> WORK TASK
Whenever a line in the data holds the string "rules", pull that line out.

═══ DATA FOR ANALYSIS ═══

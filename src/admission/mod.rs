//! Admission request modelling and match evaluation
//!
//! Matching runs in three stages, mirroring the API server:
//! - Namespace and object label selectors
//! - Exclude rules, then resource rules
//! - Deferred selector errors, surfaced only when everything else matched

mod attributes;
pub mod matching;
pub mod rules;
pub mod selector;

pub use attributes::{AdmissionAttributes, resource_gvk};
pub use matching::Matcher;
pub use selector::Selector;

═══

> TASK RESPONSE
//! - Exclude rules, then resource rules
pub mod rules;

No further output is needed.